The Communist "Nation" published a "Letter to the American Left" by B-H Levy that begins in a rather promising way. Evidently he is offering advice on how to fix the left, but it's still pretty striking and amusing:




Nothing made a more lasting impression during my journey through America than the semi-comatose state in which I found the American left.

I know, of course, that the term "left" does not have the same meaning and ramifications here that it does in France.

And I cannot count how many times I was told there has never been an authentic "left" in the United States, in the European sense.

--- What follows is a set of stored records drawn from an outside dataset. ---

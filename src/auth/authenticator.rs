use serde::Serialize;
use std::sync::Arc;
use tracing::debug;

use crate::auth::PasswordHasher;
use crate::db::{User, UserStore};
use crate::error::AuthError;
use crate::Result;

/// The verified caller of a request. Passed explicitly; never stored.
#[derive(Debug, Clone, PartialEq, Eq, Serialize)]
pub struct AuthenticatedIdentity {
    pub id: i64,
    pub username: String,
    pub email: String,
    /// Authority names, one per role (`ROLE_USER`, ...).
    pub roles: Vec<String>,
}

impl AuthenticatedIdentity {
    pub fn has_any_role(&self, roles: &[&str]) -> bool {
        self.roles.iter().any(|r| roles.contains(&r.as_str()))
    }
}

impl From<&User> for AuthenticatedIdentity {
    fn from(user: &User) -> Self {
        Self {
            id: user.id,
            username: user.username.clone(),
            email: user.email.clone(),
            roles: user.role_names(),
        }
    }
}

/// Checks username/password pairs against the user store.
pub struct Authenticator {
    users: Arc<dyn UserStore>,
    hasher: PasswordHasher,
    // Verified against when the username is unknown so both paths cost one hash
    dummy_hash: String,
}

impl Authenticator {
    pub fn new(users: Arc<dyn UserStore>, hasher: PasswordHasher) -> Result<Self> {
        let dummy_hash = hasher.hash_blocking("dummy-password-for-unknown-users")?;
        Ok(Self {
            users,
            hasher,
            dummy_hash,
        })
    }

    pub async fn authenticate(&self, username: &str, password: &str) -> Result<AuthenticatedIdentity> {
        let user = match self.users.find_by_username(username).await? {
            Some(user) => user,
            None => {
                debug!("No user named {}", username);
                self.hasher.verify(password, &self.dummy_hash).await?;
                return Err(AuthError::InvalidCredentials.into());
            }
        };

        if !self.hasher.verify(password, &user.password_hash).await? {
            debug!("Password mismatch for {}", username);
            return Err(AuthError::InvalidCredentials.into());
        }

        Ok(AuthenticatedIdentity::from(&user))
    }
}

But at the end of the day, my progressive friends, you may coin ideas in whichever way you like. The fact is: You do have a right. This right, in large part thanks to its neoconservative battalion, has brought about an ideological transformation that is both substantial and striking.

And the fact is that nothing remotely like it has taken shape on the other side--to the contrary, through the looking glass of the American "left" lies a desert of sorts, a deafening silence, a cosmic ideological void that, for a reader of Whitman or Thoreau, is thoroughly enigmatic. The 60-year-old "young" Democrats who have desperately clung to the old formulas of the Kennedy era; the folks of MoveOn.org who have been so great at enlisting people in the electoral lists, at protesting against the war in Iraq and, finally, at helping to revitalize politics but whom I heard in Berkeley, like Puritans of a new sort, treating the lapses of a libertine President as quasi-equivalent to the neo-McCarthyism of his fiercest political rivals; the anti-Republican strategists confessing they had never set foot in one of those neo-evangelical mega-churches that are the ultimate (and most Machiavellian) laboratories of the "enemy," staring in disbelief when I say I've spent quite some time exploring them; ex-candidate Kerry, whom I met in Washington a few weeks after his defeat, haggard, ghostly, faintly whispering in my ear: "If you hear anything about those 50,000 votes in Ohio, let me know"; the supporters of Senator Hillary Clinton who, when I questioned them on how exactly they planned to wage the battle of ideas, casually replied they had to win the battle of money first, and who, when I persisted in asking what the money was meant for, what projects it would fuel, responded like fundraising automatons gone mad: "to raise more money"; and then, perhaps more than anything else, when it comes to the lifeblood of the left, the writers and artists, the men and women who fashion public opinion, the intellectuals--I found a curious lifelessness, a peculiar streak of timidity or irritability, when confronted with so many seething issues that in principle ought to keep them as firmly mobilized as the Iraq War or the so-called "American Empire" (the denunciation of which is, sadly, all that remains when they have nothing left to say).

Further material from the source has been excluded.